EL BILLETERO EN CUBA
El juego, como sana diversión, formaba parte de nuestra cultura, pues jugaba el pobre y el rico. Dentro del folclor de los pregones no faltaba el vendedor de billetes, que iba anunciando los números con su gracia personal.
¡Qué manisero, ni manisero!, los billeteros eran los decanos del pregón en Cuba. Ningún vendedor callejero vociferaba como ellos, y no era para menos porque la competencia era mucha. El oficio de billetero, si bien era ejercido por muchas personas honestas que buscaban en él la forma de ganarse unos pocos centavos, también estaba lleno de buscavidas, caraduras y gente de la peor ralea.
Casi todos los que se dedicaban a la venta de billetes pululaban por las calles con unas pancartas enormes (en las que se mostraban las decenas y las centenas) y pregonaban sus números haciéndoles el juego con la charada y hasta sacando jugo de las interioridades familiares de algunos políticos de la época.

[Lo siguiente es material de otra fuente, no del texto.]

use burn::module::Ignored;
use burn::nn::{Linear, LinearConfig};
use burn::prelude::*;

use crate::config::{MdnConfig, MuActivation};
use crate::params::elu_plus_one_plus_epsilon_tensor;

/// Projects an upstream representation into the flat mixture parameter
/// layout `[means(K*D) | scales(K*D) | weight_logits(K)]`.
///
/// Scales go through the positive activation here, so rows leaving this
/// module satisfy the positivity contract the loss and sampler rely on.
/// Weight logits are left raw; softmax happens at loss/sampling time.
#[derive(Module, Debug)]
pub struct MdnHead<B: Backend> {
    mu_layer: Linear<B>,
    sigma_layer: Linear<B>,
    pi_layer: Linear<B>,
    mu_activation: Ignored<MuActivation>,
}

impl<B: Backend> MdnHead<B> {
    pub fn new(
        device: &Device<B>,
        input_dim: usize,
        config: &MdnConfig,
        mu_activation: MuActivation,
    ) -> Self {
        let mixture_len = config.mixture_len();
        let mu_layer = LinearConfig::new(input_dim, mixture_len).init(device);
        let sigma_layer = LinearConfig::new(input_dim, mixture_len).init(device);
        let pi_layer = LinearConfig::new(input_dim, config.num_mixes).init(device);

        Self {
            mu_layer,
            sigma_layer,
            pi_layer,
            mu_activation: Ignored(mu_activation),
        }
    }

    pub fn forward(&self, x: Tensor<B, 2>) -> Tensor<B, 2> {
        let mus = self.mu_layer.forward(x.clone());
        let mus = match self.mu_activation.0 {
            MuActivation::Identity => mus,
            MuActivation::Tanh => mus.tanh(),
        };
        let sigmas = elu_plus_one_plus_epsilon_tensor(self.sigma_layer.forward(x.clone()));
        let pi_logits = self.pi_layer.forward(x);

        Tensor::cat(vec![mus, sigmas, pi_logits], 1)
    }
}
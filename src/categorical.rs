use rand::Rng;

use crate::error::{MdnError, Result};

/// Temperature-scaled softmax over raw mixture-weight logits.
///
/// Logits are divided by `temperature` before normalising, so values below
/// 1.0 sharpen the distribution and values above 1.0 flatten it. The max
/// logit is subtracted before exponentiating to protect against overflow.
pub fn softmax(logits: &[f32], temperature: f32) -> Result<Vec<f32>> {
    if !(temperature > 0.0) {
        return Err(MdnError::InvalidTemperature { value: temperature });
    }
    let scaled: Vec<f32> = logits.iter().map(|&l| l / temperature).collect();
    let max = scaled.iter().copied().fold(f32::NEG_INFINITY, f32::max);
    let exp: Vec<f32> = scaled.iter().map(|&e| (e - max).exp()).collect();
    let sum: f32 = exp.iter().sum();
    Ok(exp.into_iter().map(|e| e / sum).collect())
}

/// Inverse-CDF draw from a categorical distribution.
///
/// Walks the entries in index order, accumulating mass, and returns the
/// first index whose cumulative sum reaches the uniform draw. Returns
/// `None` if rounding leaves the cumulative sum short of the draw; callers
/// must check before indexing components.
pub fn sample_categorical<R: Rng + ?Sized>(dist: &[f32], rng: &mut R) -> Option<usize> {
    let r: f32 = rng.random();
    let mut accumulate = 0.0f32;
    for (i, &p) in dist.iter().enumerate() {
        accumulate += p;
        if accumulate >= r {
            return Some(i);
        }
    }
    tracing::warn!(
        "categorical draw {} exceeded cumulative mass {}",
        r,
        accumulate
    );
    None
}
use burn::prelude::*;
use burn::tensor::activation::log_softmax;

use crate::config::MdnConfig;
use crate::error::{MdnError, Result};
use crate::params::{split_param_tensor, SIGMA_EPSILON};

/// Negative log-likelihood of targets under the mixtures described by a
/// batched parameter tensor.
///
/// Closed over the `(output_dim, num_mixes)` layout. All math is tensor ops
/// (log-softmax weights, per-component diagonal Gaussian log densities,
/// log-sum-exp), so gradients flow to the raw parameters on an autodiff
/// backend.
#[derive(Debug, Clone)]
pub struct MdnLoss {
    config: MdnConfig,
}

impl MdnLoss {
    pub fn new(config: MdnConfig) -> Self {
        Self { config }
    }

    /// Mean negative log-likelihood over all rows.
    ///
    /// `y_pred` must reshape to `[rows, 2*K*D + K]` and `y_true` to
    /// `[rows, D]` with matching row counts, so sequence-shaped batches
    /// flatten to rows the same way. Scales are expected positive already
    /// (the head's activation contract); they are floored at the activation
    /// epsilon before entering the densities.
    pub fn forward<B: Backend>(
        &self,
        y_true: Tensor<B, 2>,
        y_pred: Tensor<B, 2>,
    ) -> Result<Tensor<B, 1>> {
        let (y_true, y_pred) = self.reshape_rows(y_true, y_pred)?;
        let [rows, _] = y_pred.dims();
        let d = self.config.output_dim;

        let (mus, sigmas, pi_logits) = split_param_tensor(y_pred, &self.config)?;
        let sigmas = sigmas.clamp_min(SIGMA_EPSILON);
        let log_weights = log_softmax(pi_logits, 1);

        let log_two_pi = (2.0 * std::f32::consts::PI).ln();

        // One weighted log-density column per component; combined below with
        // log-sum-exp rather than summing raw densities.
        let mut log_terms: Vec<Tensor<B, 2>> = Vec::with_capacity(self.config.num_mixes);
        for i in 0..self.config.num_mixes {
            let mu_i = mus.clone().slice([0..rows, i * d..(i + 1) * d]);
            let sigma_i = sigmas.clone().slice([0..rows, i * d..(i + 1) * d]);
            let log_w_i = log_weights.clone().slice([0..rows, i..i + 1]);

            let z = (y_true.clone() - mu_i) / sigma_i.clone();
            let quad = z.powf_scalar(2.0).sum_dim(1);
            let log_det = sigma_i.log().sum_dim(1);
            let log_density = (quad.mul_scalar(0.5) + log_det)
                .neg()
                .sub_scalar(0.5 * d as f32 * log_two_pi);

            log_terms.push(log_w_i + log_density);
        }

        let stacked = Tensor::cat(log_terms, 1);
        let max = stacked.clone().max_dim(1);
        let log_prob = (stacked - max.clone()).exp().sum_dim(1).log() + max;

        Ok(log_prob.neg().mean())
    }

    fn reshape_rows<B: Backend>(
        &self,
        y_true: Tensor<B, 2>,
        y_pred: Tensor<B, 2>,
    ) -> Result<(Tensor<B, 2>, Tensor<B, 2>)> {
        let param_size = self.config.param_size();
        let d = self.config.output_dim;

        let pred_len = y_pred.dims().iter().product::<usize>();
        if pred_len % param_size != 0 {
            return Err(MdnError::RaggedBatch {
                len: pred_len,
                row_len: param_size,
            });
        }
        let true_len = y_true.dims().iter().product::<usize>();
        if true_len % d != 0 {
            return Err(MdnError::RaggedBatch {
                len: true_len,
                row_len: d,
            });
        }

        let pred_rows = pred_len / param_size;
        let true_rows = true_len / d;
        if pred_rows != true_rows {
            return Err(MdnError::RowCount {
                pred_rows,
                true_rows,
            });
        }

        Ok((
            y_true.reshape([true_rows, d]),
            y_pred.reshape([pred_rows, param_size]),
        ))
    }
}

#[cfg(test)]
mod tests {
    use super::*;
    use crate::mixture::MixtureModel;
    use burn_ndarray::NdArray;

    type TestBackend = NdArray;

    #[test]
    fn test_standard_normal_loss_matches_closed_form() {
        let device = Default::default();
        let loss = MdnLoss::new(MdnConfig::new(1, 1));

        // mu = 0, sigma = 1, single component; target at the mean
        let y_pred = Tensor::<TestBackend, 2>::from_floats([[0.0, 1.0, 0.0]], &device);
        let y_true = Tensor::<TestBackend, 2>::from_floats([[0.0]], &device);

        let value = loss.forward(y_true, y_pred).unwrap().into_scalar().elem::<f32>();
        let expected = 0.5 * (2.0 * std::f32::consts::PI).ln();
        assert!(
            (value - expected).abs() < 1e-5,
            "loss {value} vs closed form {expected}"
        );
    }

    #[test]
    fn test_identical_rows_reduce_to_single_row_loss() {
        let device = Default::default();
        let loss = MdnLoss::new(MdnConfig::new(2, 2));

        let row = [0.5, -1.0, 2.0, 0.0, 1.0, 1.5, 0.8, 1.2, 0.3, -0.3];
        let target = [0.4, -0.6];

        let single = loss
            .forward(
                Tensor::<TestBackend, 2>::from_floats([target], &device),
                Tensor::<TestBackend, 2>::from_floats([row], &device),
            )
            .unwrap()
            .into_scalar()
            .elem::<f32>();

        let batch = loss
            .forward(
                Tensor::<TestBackend, 2>::from_floats([target, target, target, target], &device),
                Tensor::<TestBackend, 2>::from_floats([row, row, row, row], &device),
            )
            .unwrap()
            .into_scalar()
            .elem::<f32>();

        assert!(
            (single - batch).abs() < 1e-5,
            "single-row loss {single} vs batch mean {batch}"
        );
    }

    #[test]
    fn test_agrees_with_scalar_mixture_path() {
        let device = Default::default();
        let config = MdnConfig::new(2, 3);
        let loss = MdnLoss::new(config.clone());

        let rows = [
            [
                0.1, -0.2, 1.3, 0.4, -1.0, 0.9, // mus
                0.7, 1.1, 0.5, 1.9, 0.8, 1.4, // sigmas
                0.2, -0.5, 1.0, // logits
            ],
            [
                -0.6, 0.0, 0.3, 2.1, 0.7, -0.4,
                1.2, 0.6, 1.0, 0.9, 1.5, 0.7,
                -1.0, 0.4, 0.1,
            ],
        ];
        let targets = [[0.2, -0.1], [1.0, 0.5]];

        let tensor_loss = loss
            .forward(
                Tensor::<TestBackend, 2>::from_floats(targets, &device),
                Tensor::<TestBackend, 2>::from_floats(rows, &device),
            )
            .unwrap()
            .into_scalar()
            .elem::<f32>();

        let mut nll_sum = 0.0f32;
        for (row, target) in rows.iter().zip(targets.iter()) {
            let model = MixtureModel::from_params(row, &config, 1.0).unwrap();
            nll_sum -= model.log_likelihood(target).unwrap();
        }
        let scalar_loss = nll_sum / rows.len() as f32;

        assert!(
            (tensor_loss - scalar_loss).abs() < 1e-4,
            "tensor {tensor_loss} vs scalar {scalar_loss}"
        );
    }

    #[test]
    fn test_sequence_shaped_batch_flattens_to_rows() {
        let device = Default::default();
        let loss = MdnLoss::new(MdnConfig::new(1, 1));

        // two sequences of two steps each, flattened against four flat rows
        let seq_pred = Tensor::<TestBackend, 2>::from_floats(
            [[0.0, 1.0, 0.0, 0.5, 1.0, 0.0], [1.0, 1.0, 0.0, -0.5, 1.0, 0.0]],
            &device,
        );
        let seq_true = Tensor::<TestBackend, 2>::from_floats([[0.0, 0.5], [1.0, -0.5]], &device);

        let flat_pred = Tensor::<TestBackend, 2>::from_floats(
            [
                [0.0, 1.0, 0.0],
                [0.5, 1.0, 0.0],
                [1.0, 1.0, 0.0],
                [-0.5, 1.0, 0.0],
            ],
            &device,
        );
        let flat_true =
            Tensor::<TestBackend, 2>::from_floats([[0.0], [0.5], [1.0], [-0.5]], &device);

        let seq_loss = loss
            .forward(seq_true, seq_pred)
            .unwrap()
            .into_scalar()
            .elem::<f32>();
        let flat_loss = loss
            .forward(flat_true, flat_pred)
            .unwrap()
            .into_scalar()
            .elem::<f32>();

        assert!((seq_loss - flat_loss).abs() < 1e-6);
    }

    #[test]
    fn test_row_count_mismatch_rejected() {
        let device = Default::default();
        let loss = MdnLoss::new(MdnConfig::new(1, 1));

        let y_pred =
            Tensor::<TestBackend, 2>::from_floats([[0.0, 1.0, 0.0], [0.0, 1.0, 0.0]], &device);
        let y_true = Tensor::<TestBackend, 2>::from_floats([[0.0]], &device);

        assert!(matches!(
            loss.forward(y_true, y_pred),
            Err(MdnError::RowCount {
                pred_rows: 2,
                true_rows: 1
            })
        ));
    }
}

Los billeteros eran los decanos del pregón en Cuba
Y es que “el pregón del billetero tiene sus secretos. Y es un arte que no todo el mundo puede dominar”, escribió en una ocasión un poeta cubano.
Había de varios tipos, porque el tipo determinaba en buena medida el número y la calidad de la clientela:
Estaban los “aristocráticos” que no se “rebajaban” a interactuar mucho con la gente y tenían su clientela fija en los barrios más pudientes; lo “itinerantes”, que se colgaban los cartones e iban de aquí para allá buscando a los compradores hasta en los asentamientos más marginales, porque la “suerte es loca y a cualquiera le toca”. Por último, en lo más bajo de la pirámide, estaban los infelices desvalidos: los ciegos, los paralíticos, los ancianos, que hacían tristemente real aquella frase de el «El que puede hacer, hace, el que no, vende billetes».
Antes de 1959, en Cuba se jugaba la Lotería Nacional. El dinero recaudado era utilizado fundamentalmente para casas de beneficencia. Los sábados al mediodía, los niños de esa institución cantaban los números a través de los medios. El premio mayor era de cien mil pesos por cada billete. Había billeterías y vidrieras de apuntaciones en cualquier lugar. Era famosa la de la manzana de Reina y Águila, toda llena de vidrieras que, aunque pequeñas, siempre tenían el número deseado. Cuando el gobierno prohibió el juego, todo aquello lo demolieron y lo convirtieron en parqueo.